A U.S. woman convicted of vehicular homicide after her 4-year-old son was killed in a hit-and-run accident was sentenced Tuesday to 12 months probation rather than a potential jail term.
/ Source: Reuters

A U.S. woman convicted of vehicular homicide after her 4-year-old son was killed in a hit-and-run accident was sentenced Tuesday to 12 months probation rather than a potential jail term.

The case drew national attention because Raquel Nelson faced as much as three years in prison, far more than the six months served by the driver of the van who hit the boy and also injured Nelson and her daughter in April 2010.

The boy was killed after he slipped from Nelson's grasp as they crossed a road to get from a bus stop to their apartment building in a city north of Atlanta.

Nelson was charged because she did not cross at a designated crosswalk. An all-white jury convicted Nelson, who is black, of second degree vehicular homicide and other misdemeanor offenses.

Her lawyer David Savoy said the driver was drinking and had taken painkillers on the night of the accident and also was mostly blind in one eye. He had a prior conviction for a hit-and-run accident, Savoy said.

"For vehicular homicide in the second degree you don't have to be driving a vehicle. It requires that you caused the death of another," Savoy told Reuters. "She 'caused' the death of another.
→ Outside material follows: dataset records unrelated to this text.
//! REST endpoint handlers organized by resource.

pub mod publish;
pub mod system;

use axum::Router;

use crate::app_state::AppState;

/// Composes all REST routes.
pub fn routes() -> Router<AppState> {
    Router::new()
        .merge(system::routes())
        .merge(publish::routes())
}
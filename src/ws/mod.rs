//! WebSocket layer: subscribe endpoint, connection lifecycle, heartbeat.
//!
//! Subscribers connect on `/subscribe` (or any path the router does not
//! otherwise serve). Topics are resolved from the credential before the
//! upgrade and stay fixed for the life of the connection.

pub mod connection;
pub mod handler;
pub mod heartbeat;
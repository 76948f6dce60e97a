//! Publish endpoint handler.

use axum::extract::rejection::JsonRejection;
use axum::extract::State;
use axum::http::{HeaderMap, Uri};
use axum::response::IntoResponse;
use axum::routing::post;
use axum::{Json, Router};

use crate::api::dto::{PublishRequest, PublishResponse};
use crate::app_state::AppState;
use crate::auth::extract_token;
use crate::error::{BrokerError, ErrorResponse};

/// `POST /publish` — Broadcast a message to entitled subscribers.
///
/// The publisher credential is checked before the body is looked at, so
/// an unauthorized caller gets 403 even with a malformed body.
///
/// # Errors
///
/// Returns [`BrokerError`] on denial, credential verification failure, or
/// a malformed body.
#[utoipa::path(
    post,
    path = "/publish",
    tag = "Publish",
    summary = "Publish a message",
    description = "Delivers `data` as a text frame to every connected subscriber entitled to `topic`. Delivery is best-effort and not acknowledged per subscriber.",
    request_body = PublishRequest,
    responses(
        (status = 200, description = "Message broadcast", body = PublishResponse),
        (status = 400, description = "Malformed body", body = ErrorResponse),
        (status = 403, description = "Publisher not authorized", body = ErrorResponse),
        (status = 500, description = "Credential could not be verified", body = ErrorResponse),
    ),
    security(
        ("bearer" = [])
    )
)]
pub async fn publish(
    State(state): State<AppState>,
    headers: HeaderMap,
    uri: Uri,
    body: Result<Json<PublishRequest>, JsonRejection>,
) -> Result<impl IntoResponse, BrokerError> {
    let token = extract_token(&headers, &uri);
    state.broker.authorize_publish(&token)?;

    let Json(req) = body.map_err(|rejection| BrokerError::InvalidRequest(rejection.body_text()))?;
    state.broker.broadcast(&req.topic, &req.data).await;

    Ok(Json(PublishResponse {
        message: "published".to_string(),
        topic: req.topic,
    }))
}

/// Publish routes mounted at the root level.
pub fn routes() -> Router<AppState> {
    Router::new().route("/publish", post(publish))
}
//! CORS policy for browser publishers and subscribers.

use axum::http::header::{ACCEPT, AUTHORIZATION, CONTENT_TYPE, InvalidHeaderValue};
use axum::http::{HeaderName, HeaderValue, Method};
use tower_http::cors::{AllowOrigin, CorsLayer};

/// Builds the CORS layer.
///
/// With no fixed origin the request's `Origin` is reflected back, which
/// keeps credentialed requests working from any site. Preflight requests
/// are answered by the layer itself.
///
/// # Errors
///
/// Returns [`InvalidHeaderValue`] if `allowed_origin` is not a valid
/// header value.
pub fn cors_layer(allowed_origin: Option<&str>) -> Result<CorsLayer, InvalidHeaderValue> {
    let origin = match allowed_origin {
        None | Some("" | "*") => AllowOrigin::mirror_request(),
        Some(origin) => AllowOrigin::exact(HeaderValue::from_str(origin)?),
    };

    Ok(CorsLayer::new()
        .allow_origin(origin)
        .allow_credentials(true)
        .allow_methods([
            Method::GET,
            Method::PATCH,
            Method::POST,
            Method::PUT,
            Method::DELETE,
            Method::OPTIONS,
        ])
        .allow_headers([
            AUTHORIZATION,
            CONTENT_TYPE,
            HeaderName::from_static("baggage"),
            ACCEPT,
            HeaderName::from_static("sentry-trace"),
        ])
        .expose_headers([AUTHORIZATION, CONTENT_TYPE]))
}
How tragic is that?"

Judge Kathryn Tanksley, who also ordered Nelson to perform 40 hours of community serve and pay a $50 fine, invoked a little-used Georgia law to offer her a new trial at the end of a hearing in which character witnesses and spectators wept.

Savoy and other character witnesses described Nelson as an exemplary mother shattered by the accident for which she blamed herself. Nelson thanked the court but declined to say whether she would accept the offer of a new trial.

Some spectators said the judge should have voided the sentence in a case that should never have been prosecuted.

Sally Flocks of the group Pedestrians Educating Drivers on Safety said the case exposed a lack of consideration for pedestrians in a state with a car-centric culture.

Most users of buses in Marietta, a largely white and conservative community north of Atlanta, are black and on low incomes, said Flocks.

"There probably wasn't a lot of empathy among the jurors. (At trial) they asked people had anyone used public transport in metro Atlanta," she said. "Nobody raised their hand."